Archive for September, 2011

Cherry Tomatoes

Cherry Tomatoes

During last summer’s rainy weather, I realized that a cherry tomato has a better chance of ripening and producing a good yield in poor conditions than a big beefsteak, so it is wise to hedge one’s bets and have a few of them in the garden. Cherries are cute, child-friendly and useful. tossing a few in a dish is somehow less fuss than dealing with a large tomato.
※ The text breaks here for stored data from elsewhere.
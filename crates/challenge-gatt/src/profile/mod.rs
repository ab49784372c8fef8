//! Challenge/response profile
//!
//! One primary service (0xFFF0) with three characteristics: the client writes a
//! 16-byte challenge, the application publishes a 128-byte response and
//! signals progress through a 1-byte status that subscribed clients receive
//! as notifications.

pub mod characteristic;
pub mod config;
pub mod service;
pub mod store;


pub use characteristic::*;
pub use config::{ProfileConfig, ServiceMask};
pub use service::{attribute_table, ChallengeProfile};
pub use store::ParameterStore;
I do appreciate the standard cherry tomato that pops up everywhere – and I mean in garden centres as well as sown by the birds in all sorts of places-but it has its drawbacks. With its tough skin and seedy, watery interior, I always seem to get squirted when trying to halve them for salads! The flavour is so-so, unless it is almost overripe, and they do make your salad or tomato tart a bit watery too.
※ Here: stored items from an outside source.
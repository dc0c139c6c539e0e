// Copyright (c) 2025 Ronan LE MEILLAT, SCTG Development
// This file is part of the modbus-handshake project and is licensed under the
// SCTG Development Non-Commercial License v1.0 (see LICENSE.md for details).

//! Configuration management for the handshake daemon
//!
//! This module provides functionality for loading, validating, and applying
//! configuration settings. The configuration is backed by a YAML file and
//! validated against a JSON schema before it is deserialized.
//!
//! ## Configuration Structure
//!
//! - `modbus`: How the holding registers are reached (hosted server or remote client)
//! - `handshake`: Address map and timing of the trigger/done handshake
//! - `capture`: Which capture executor runs on every trigger
//! - `monitor`: Optional register change logger
//!
//! ## Usage
//!
//! ```no_run
//! use modbus_handshake::config::Config;
//! use std::path::Path;
//!
//! // Load config from file, creates a default if not found
//! let mut config = Config::from_file(Path::new("config.yaml")).unwrap();
//!
//! // Apply command line overrides if needed
//! config.apply_args(
//!     None,                        // Modbus mode
//!     Some("0.0.0.0".to_string()), // Modbus address
//!     Some(5020),                  // Modbus port
//!     Some(20),                    // Poll interval (ms)
//!     None,                        // Reset timeout (ms)
//!     Some(500),                   // Capture duration (ms)
//!     false,                       // Enable monitor
//! );
//!
//! println!("Trigger primary address: {}", config.handshake.trigger.primary_address);
//! ```

pub mod capture;
pub mod handshake;
pub mod modbus;
pub mod monitor;
pub mod utils;

use std::fs::{self, File};
use std::io::Write;
use std::path::Path;

use anyhow::{Context, Result};
use log::{debug, error};
use serde::{Deserialize, Serialize};

// Re-export all types for public API
pub use capture::{CaptureConfig, CaptureKind};
pub use handshake::HandshakeConfig;
pub use modbus::{ModbusConfig, ModbusMode};
pub use monitor::{AddressRange, MonitorConfig};
pub use utils::{is_valid_ip_address, output_config_schema};

/// Root configuration structure.
///
/// Every section falls back to its defaults when missing from the file, so an
/// empty YAML document is a valid configuration.
#[derive(Debug, Clone, Default, PartialEq, Serialize, Deserialize)]
pub struct Config {
    #[serde(default)]
    pub modbus: ModbusConfig,

    #[serde(default)]
    pub handshake: HandshakeConfig,

    #[serde(default)]
    pub capture: CaptureConfig,

    #[serde(default)]
    pub monitor: MonitorConfig,
}

impl Config {
    /// Helper method to create a sample config file when validation fails
    fn create_sample_config<P: AsRef<Path>>(path: P) -> Result<()> {
        let path = path.as_ref();
        let sample_path = path.with_extension("sample.yaml");
        debug!("Original path: {:?}, Sample path: {:?}", path, sample_path);

        if let Some(parent) = sample_path.parent() {
            if !parent.as_os_str().is_empty() && !parent.exists() {
                debug!("Creating parent directory: {:?}", parent);
                fs::create_dir_all(parent).with_context(|| {
                    format!(
                        "Failed to create parent directory for sample config at {:?}",
                        parent
                    )
                })?;
            }
        }

        Self::default()
            .save_to_file(&sample_path)
            .with_context(|| format!("Failed to save sample config to {:?}", sample_path))?;

        error!(
            "Sample configuration file created at {:?}\nPlease edit and rename it",
            sample_path
        );
        Ok(())
    }

    /// Load configuration from a file
    ///
    /// A missing file is created with the default configuration. When the file
    /// fails validation, a `<name>.sample.yaml` holding the defaults is written
    /// next to it and the error is returned.
    pub fn from_file<P: AsRef<Path>>(path: P) -> Result<Self> {
        let path = path.as_ref();
        if !path.exists() {
            debug!(
                "Configuration file not found at {:?}, creating default",
                path
            );
            let default_config = Self::default();
            default_config.save_to_file(path)?;
            return Ok(default_config);
        }

        debug!("Loading configuration from {:?}", path);
        let contents = fs::read_to_string(path)
            .with_context(|| format!("Failed to read configuration file at {:?}", path))?;

        Self::from_yaml_str(&contents).inspect_err(|_| {
            if let Err(e) = Self::create_sample_config(path) {
                error!("Failed to create sample config: {}", e);
            }
        })
    }

    /// Parse and validate a YAML document
    pub fn from_yaml_str(contents: &str) -> Result<Self> {
        // An empty document stands for an empty mapping
        let yaml_value: serde_yml::Value = if contents.trim().is_empty() {
            serde_yml::Value::Null
        } else {
            serde_yml::from_str(contents).context("Failed to parse YAML configuration")?
        };
        let yaml_value = if yaml_value.is_null() {
            serde_yml::Value::Mapping(serde_yml::Mapping::new())
        } else {
            yaml_value
        };

        let json_value = serde_json::to_value(&yaml_value)
            .context("Failed to convert YAML to JSON for validation")?;

        let schema_str = include_str!("../../resources/config.schema.json");
        let schema: serde_json::Value =
            serde_json::from_str(schema_str).context("Failed to parse JSON schema")?;

        let validator = jsonschema::draft202012::options()
            .should_validate_formats(true)
            .build(&schema)?;

        debug!("Validating configuration against schema");
        if let Err(error) = validator.validate(&json_value) {
            error!("Configuration validation error before deserialization");
            anyhow::bail!("Configuration validation failed: {}", error);
        }

        let config: Config = serde_json::from_value(json_value).map_err(|err| {
            error!("Configuration deserialization error: {}", err);
            anyhow::anyhow!("Failed to deserialize configuration: {}", err)
        })?;

        if let Err(err) = utils::validate_specific_rules(&config) {
            error!("Configuration specific validation error: {}", err);
            return Err(err);
        }

        Ok(config)
    }

    /// Save the configuration to a file
    pub fn save_to_file<P: AsRef<Path>>(&self, path: P) -> Result<()> {
        let yaml =
            serde_yml::to_string(self).context("Failed to serialize configuration to YAML")?;

        let mut file = File::create(path.as_ref())
            .with_context(|| format!("Failed to create config file at {:?}", path.as_ref()))?;

        file.write_all(yaml.as_bytes())
            .with_context(|| format!("Failed to write configuration to {:?}", path.as_ref()))?;

        Ok(())
    }

    /// Apply command line arguments to override configuration values.
    ///
    /// Only the values that are provided override the loaded configuration.
    ///
    /// # Parameters
    ///
    /// * `modbus_mode` - Host the register bank or attach to a remote one
    /// * `modbus_address` - Bind address (server) or remote host (client)
    /// * `modbus_port` - Modbus TCP port
    /// * `poll_interval_ms` - Handshake polling period
    /// * `reset_timeout_ms` - Reset wait limit, 0 waits forever
    /// * `capture_duration_ms` - Duration of a simulated capture
    /// * `monitor` - If true, enables the register monitor
    #[allow(clippy::too_many_arguments)]
    pub fn apply_args(
        &mut self,
        modbus_mode: Option<ModbusMode>,
        modbus_address: Option<String>,
        modbus_port: Option<u16>,
        poll_interval_ms: Option<u64>,
        reset_timeout_ms: Option<u64>,
        capture_duration_ms: Option<u64>,
        monitor: bool,
    ) {
        if let Some(mode) = modbus_mode {
            debug!("Overriding Modbus mode from command line: {:?}", mode);
            self.modbus.mode = mode;
        }
        if let Some(address) = modbus_address {
            debug!("Overriding Modbus address from command line: {}", address);
            self.modbus.address = address;
        }
        if let Some(port) = modbus_port {
            debug!("Overriding Modbus port from command line: {}", port);
            self.modbus.port = port;
        }

        if let Some(interval) = poll_interval_ms {
            debug!("Overriding poll interval from command line: {}", interval);
            self.handshake.poll_interval_ms = interval;
        }
        if let Some(timeout) = reset_timeout_ms {
            debug!("Overriding reset timeout from command line: {}", timeout);
            self.handshake.reset_timeout_ms = Some(timeout);
        }

        if let Some(duration) = capture_duration_ms {
            debug!("Overriding capture duration from command line: {}", duration);
            self.capture.duration_ms = duration;
        }

        if monitor {
            self.monitor.enabled = true;
        }
    }
}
The following two alternatives from the USA have both won taste tests for sweetness and flavour and are very worthy of garden space and some loving care:

Isis Candy

Pretty marbled  bicolor cherry tomatoes are red with a spectacular cat’s eye starburst on the blossom end. Shape and colouring apparently vary- it’s my first year growing this one. Rich, sweet, fruity flavor. Plants are loaded with 30mm fruits in clusters of 6-8.

Bicolor Cherry

Here’s one I did indeed grow last season. Bicolor Cherry is still unknown and rare. Having received a few seeds from the States, I planted one in a large tub on my stoep. In this protected spot it grew very tall, took its time to start producing, and then kept on bearing very sweet pinky-orange cherries until deep into winter. Even the last ones that didn’t fully ripen were supersweet and flavourful- and we’re talking August.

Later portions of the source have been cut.